Columbia, Pennsylvania’s 74th annual Eighth of July fireworks extravaganza is planned and ready to go according to officials. Columbian old timers will recall that the initial 1941 fireworks display was slated for July 4th, the same as any other municipality. However, when organizers set off those initial rockets, the fiery remains quickly fell back to Earth and caught fire among the plentiful trash, debris, and human waste that covered the ground. In a related incident, the Columbian mayor hired hobos to tie lit Roman candles to stray cats in an unsuccessful effort to eliminate the town’s river rat population.

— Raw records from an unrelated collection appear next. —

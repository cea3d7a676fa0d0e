//! Stall detection driven from the polling tick.

use crate::clock::{TimestampMicros, elapsed_since};
use crate::state::DecoderState;

/// Longest time a crank turning at `min_rpm` needs to cover `angle_millidegrees`.
///
/// One milli-degree at `rpm` takes `60e6 / (rpm * 360_000)` = `500 / (3 * rpm)` µs.
#[must_use]
#[allow(clippy::cast_possible_truncation)]
pub const fn stall_interval_micros(angle_millidegrees: u32, min_rpm: u16) -> u32 {
    if min_rpm == 0 {
        return u32::MAX;
    }
    let micros = angle_millidegrees as u64 * 500 / (3 * min_rpm as u64);
    if micros > u32::MAX as u64 {
        u32::MAX
    } else {
        micros as u32
    }
}

/// Stateless check run once per polling iteration.
#[derive(Copy, Clone, Debug, Default)]
pub struct StallMonitor;

impl StallMonitor {
    /// Returns `true` when no tooth arrived within the stall interval.
    ///
    /// A decoder that has never seen a tooth cannot stall, and a `now` sampled
    /// before the latest edge is never a stall.
    #[must_use]
    pub fn is_stalled(state: &DecoderState, now: TimestampMicros) -> bool {
        if !state.history.has_tooth() {
            return false;
        }
        match elapsed_since(now, state.history.last_tooth_time) {
            Some(elapsed) => elapsed > state.max_stall_interval_micros,
            None => false,
        }
    }
}

#[cfg(test)]
mod tests {
    use super::*;

    #[test]
    fn thirty_degrees_at_fifty_rpm() {
        assert_eq!(stall_interval_micros(30_000, 50), 100_000);
        assert_eq!(stall_interval_micros(60_000, 50), 200_000);
    }

    #[test]
    fn fresh_state_never_stalls() {
        let state = DecoderState::new();
        assert!(!StallMonitor::is_stalled(&state, u32::MAX / 4));
    }

    #[test]
    fn stall_requires_exceeding_the_interval() {
        let mut state = DecoderState::new();
        state.history.record_tooth(1_000);
        state.max_stall_interval_micros = 100_000;
        assert!(!StallMonitor::is_stalled(&state, 101_000));
        assert!(StallMonitor::is_stalled(&state, 101_001));
        assert!(!StallMonitor::is_stalled(&state, 999));
    }
}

It took four days for workers to fully extinguish the smoldering remains, and organizers put on a more modest display on the Eighth of July. Town folk took great pride in making the Eighth of July an annual event. According to the government website, the belated festivities symbolize Columbian residents slow wit, and their proud reluctance to keep pace with folks from neighboring towns.
However, off the record, insiders state that the more plausible reason why Columbia celebrates the Eighth is that local firework stands are willing to let go of their products for up to 75% off. Even with such budget cutting measures, the Columbian Eighth of July Celebration has been forced to tighten its belt recently. Three years ago, traditional fireworks were eliminated all together. Instead, attendees were asked to stare at a bright light for a few minutes, then rub their eyelids really hard.